Say you know $\theta = 3$. You want this to estimate $z$. You use the regression function to estimate $z$ as
E[z|\theta=3] = f(3) = \int z p(z|\theta=3)dz.
Say the above equals five. Okay, then you guess that $z$ is 5, assuming you know $\theta =3$.
A regression function gives you a number for $z$ for any input $\theta$ you have.
Well there are a lot of functions that can take $\theta$ and give you a guess for $z$. Why do we use the conditional expectation? Well because it's the "best" or "closest" in a sense. That's what DeltaIV is referring to.
Say you have your conditional expectation function $f(\theta)$. Is it better than any other function $g(\theta)$? Well each of them will be off by $Z-f(\theta)$ and $Z-g(\theta)$, respectively.

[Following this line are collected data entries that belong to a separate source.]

//! Error types for playback and synchronization

use crate::types::SessionState;
use encore_core::{ChallengeId, CoreError};
use serde::{Deserialize, Serialize};
use thiserror::Error;

/// Playback adapter errors
#[derive(Debug, Clone, PartialEq, Eq, Error)]
pub enum PlaybackError {
    /// Player could not be initialized
    #[error("Player setup failed: {0}")]
    SetupFailed(String),

    /// Track could not be queued
    #[error("Failed to load track {track_id}: {reason}")]
    LoadFailed { track_id: ChallengeId, reason: String },

    /// Play, pause or seek was rejected by the backend
    #[error("{operation} failed: {reason}")]
    TransportFailed {
        operation: &'static str,
        reason: String,
    },

    /// Backend did not answer within the call timeout
    #[error("{operation} timed out after {timeout_ms} ms")]
    Timeout {
        operation: &'static str,
        timeout_ms: u64,
    },

    /// Player was already set up; not fatal
    #[error("Player already initialized")]
    AlreadyInitialized,
}

impl PlaybackError {
    /// Stable code for reporting
    pub fn code(&self) -> &'static str {
        match self {
            Self::SetupFailed(_) => "SETUP_FAILED",
            Self::LoadFailed { .. } => "LOAD_FAILED",
            Self::TransportFailed { .. } => "TRANSPORT_FAILED",
            Self::Timeout { .. } => "TIMEOUT",
            Self::AlreadyInitialized => "ALREADY_INITIALIZED",
        }
    }

    pub fn transport(operation: &'static str, reason: impl ToString) -> Self {
        Self::TransportFailed {
            operation,
            reason: reason.to_string(),
        }
    }
}

/// Telemetry read failures
///
/// Never surfaced to callers as an error: the adapter degrades to a sample
/// flagged unavailable.
#[derive(Debug, Clone, PartialEq, Eq, Error)]
pub enum TelemetryError {
    /// Backend could not report position or active track
    #[error("Playback backend unavailable: {0}")]
    BackendUnavailable(String),
}

/// Session state machine errors
#[derive(Debug, Clone, PartialEq, Eq, Error)]
pub enum StateError {
    /// Resolution or sample tagged with a superseded session
    #[error("Stale session generation {received} (current {current})")]
    StaleGeneration { current: u64, received: u64 },

    /// Action not allowed in the current state
    #[error("Cannot {action} while {state}")]
    InvalidTransition {
        state: SessionState,
        action: &'static str,
    },

    /// No challenge is selected
    #[error("No active playback session")]
    NoActiveSession,

    /// Selected id is not in the catalog
    #[error("Unknown challenge: {0}")]
    UnknownChallenge(ChallengeId),
}

/// Top-level error for the sync engine
#[derive(Debug, Clone, Error)]
pub enum SyncError {
    #[error(transparent)]
    Playback(#[from] PlaybackError),

    #[error(transparent)]
    State(#[from] StateError),

    #[error(transparent)]
    Core(#[from] CoreError),

    /// Engine task is no longer running
    #[error("Sync engine stopped")]
    EngineStopped,
}

impl SyncError {
    /// Stable code for reporting
    pub fn code(&self) -> &'static str {
        match self {
            Self::Playback(e) => e.code(),
            Self::State(StateError::StaleGeneration { .. }) => "STALE_GENERATION",
            Self::State(StateError::InvalidTransition { .. }) => "INVALID_TRANSITION",
            Self::State(StateError::NoActiveSession) => "NO_ACTIVE_SESSION",
            Self::State(StateError::UnknownChallenge(_)) => "UNKNOWN_CHALLENGE",
            Self::Core(_) => "CORE_ERROR",
            Self::EngineStopped => "ENGINE_STOPPED",
        }
    }

    /// Errors the UI should swallow silently
    ///
    /// A superseded session and a repeated player setup are expected during
    /// normal use.
    pub fn is_benign(&self) -> bool {
        matches!(
            self,
            Self::State(StateError::StaleGeneration { .. })
                | Self::Playback(PlaybackError::AlreadyInitialized)
        )
    }

    /// Convert into a serializable report
    pub fn report(&self) -> ErrorReport {
        ErrorReport {
            code: self.code().to_string(),
            message: self.to_string(),
        }
    }
}

/// Error shape shown to users
#[derive(Debug, Clone, PartialEq, Eq, Serialize, Deserialize)]
pub struct ErrorReport {
    pub code: String,
    pub message: String,
}

impl From<PlaybackError> for ErrorReport {
    fn from(err: PlaybackError) -> Self {
        Self {
            code: err.code().to_string(),
            message: err.to_string(),
        }
    }
}

/// Result type for sync engine operations
pub type Result<T> = std::result::Result<T, SyncError>;
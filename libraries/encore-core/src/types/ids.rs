/// ID types for Encore entities
use serde::{Deserialize, Serialize};
use std::borrow::Borrow;
use std::fmt;

/// Challenge identifier
///
/// Stable across catalog reloads and used as the key of persisted progress
/// and as the track id handed to the playback backend.
#[derive(Debug, Clone, PartialEq, Eq, PartialOrd, Ord, Hash, Serialize, Deserialize)]
#[serde(transparent)]
pub struct ChallengeId(String);

impl ChallengeId {
    /// Create a new challenge ID
    pub fn new(id: impl Into<String>) -> Self {
        Self(id.into())
    }

    /// Get the inner string
    pub fn as_str(&self) -> &str {
        &self.0
    }
}

impl fmt::Display for ChallengeId {
    fn fmt(&self, f: &mut fmt::Formatter<'_>) -> fmt::Result {
        write!(f, "{}", self.0)
    }
}

impl From<&str> for ChallengeId {
    fn from(s: &str) -> Self {
        Self(s.to_string())
    }
}

impl From<String> for ChallengeId {
    fn from(s: String) -> Self {
        Self(s)
    }
}

impl Borrow<str> for ChallengeId {
    fn borrow(&self) -> &str {
        &self.0
    }
}

#[cfg(test)]
mod tests {
    use super::*;

    #[test]
    fn challenge_id_serializes_transparently() {
        let id = ChallengeId::new("c1");
        assert_eq!(serde_json::to_string(&id).unwrap(), "\"c1\"");

        let parsed: ChallengeId = serde_json::from_str("\"c2\"").unwrap();
        assert_eq!(parsed.as_str(), "c2");
    }
}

We want these numbers to be positive all the time, though, so we square them. That means we're looking at $(Z-f(\theta))^2$ and $(Z-g(\theta))^2$ now.
One more problem: these numbers are random. So we take the expectation of these random distances. $f$ is better than any other $g$ in the sense that
E[(Z-f(\theta))^2] \le E[(Z-g(\theta)^2].
For a proof, you can see the link DeltaIV posted.